Task: Copy every line of the following data that includes the string "Deserialize".

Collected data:
__________________________________________________
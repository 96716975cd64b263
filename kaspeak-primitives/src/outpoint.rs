use kaspeak_crypto::hash::Hash;
use serde::{Deserialize, Serialize};

/// Reference to the output a transaction input spends.
#[derive(Clone, Debug, PartialEq, Eq, Hash, Serialize, Deserialize)]
#[serde(rename_all = "camelCase")]
pub struct Outpoint {
    pub transaction_id: Hash<32>,
    pub index: u32,
}

impl Outpoint {
    pub fn new(transaction_id: Hash<32>, index: u32) -> Self {
        Self {
            transaction_id,
            index,
        }
    }
}

/// The consensus hash tying a payload to its carrying transaction.
///
/// Lowercase-hex concatenation of the spent transaction ids, ordered by
/// ascending outpoint index; inputs sharing an index keep their relative
/// position. The result feeds the signature preimage, so the ordering has
/// to match the signer's exactly.
pub fn outpoint_ids<'a, I>(outpoints: I) -> String
where
    I: IntoIterator<Item = &'a Outpoint>,
{
    let mut ordered: Vec<&Outpoint> = outpoints.into_iter().collect();
    ordered.sort_by_key(|o| o.index);

    let mut out = String::with_capacity(ordered.len() * 64);
    for outpoint in ordered {
        out.push_str(&outpoint.transaction_id.to_string());
    }
    out
}

#[cfg(test)]
mod tests {
    use super::*;

    fn id(byte: u8) -> Hash<32> {
        Hash::new([byte; 32])
    }

    #[test]
    fn concatenates_in_index_order() {
        let outs = [
            Outpoint::new(id(0xbb), 1),
            Outpoint::new(id(0xaa), 0),
        ];
        let expected = format!("{}{}", id(0xaa), id(0xbb));
        assert_eq!(outpoint_ids(outs.iter()), expected);
    }

    #[test]
    fn input_order_breaks_index_ties() {
        let outs = [
            Outpoint::new(id(0x11), 0),
            Outpoint::new(id(0x22), 0),
        ];
        let expected = format!("{}{}", id(0x11), id(0x22));
        assert_eq!(outpoint_ids(outs.iter()), expected);
    }

    #[test]
    fn permutations_with_same_indices_agree() {
        let a = Outpoint::new(id(0x01), 2);
        let b = Outpoint::new(id(0x02), 0);
        let c = Outpoint::new(id(0x03), 1);

        let forward = outpoint_ids([&b, &c, &a]);
        let shuffled = outpoint_ids([&a, &b, &c]);
        assert_eq!(forward, shuffled);
        assert_eq!(forward, format!("{}{}{}", id(0x02), id(0x03), id(0x01)));
    }

    #[test]
    fn empty_inputs_make_an_empty_hash() {
        let none: [&Outpoint; 0] = [];
        assert_eq!(outpoint_ids(none), "");
    }
}
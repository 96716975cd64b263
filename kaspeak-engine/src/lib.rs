//! Kaspeak session engine
//!
//! Sits between an application's typed messages and the ledger RPC
//! collaborator: the [`session::Session`] façade owns the message registry,
//! the event bus and the dedup set, and wires confirmed blocks from the
//! ledger subscription through the [`ingest`] engine into
//! `message-received` events and per-type workers.

pub mod dedup;
pub mod events;
pub mod ingest;
pub mod ledger;
pub mod logging;
pub mod session;
pub mod units;

pub use dedup::DedupSet;
pub use events::{EventBus, EventKind, ListenerId, ListenerResult, SessionEvent};
pub use ingest::IngestError;
pub use ledger::{
    BlockAdded, LedgerError, LedgerRpc, RpcBlock, RpcBlockHeader, RpcTransaction,
    RpcTransactionInput, RpcVerboseData, SubmitResult, UtxoEntry,
};
pub use session::{ConversationKeys, Session, SessionError};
__________________________________________________
Task output:
use serde::{Deserialize, Serialize};
#[derive(Clone, Debug, PartialEq, Eq, Hash, Serialize, Deserialize)]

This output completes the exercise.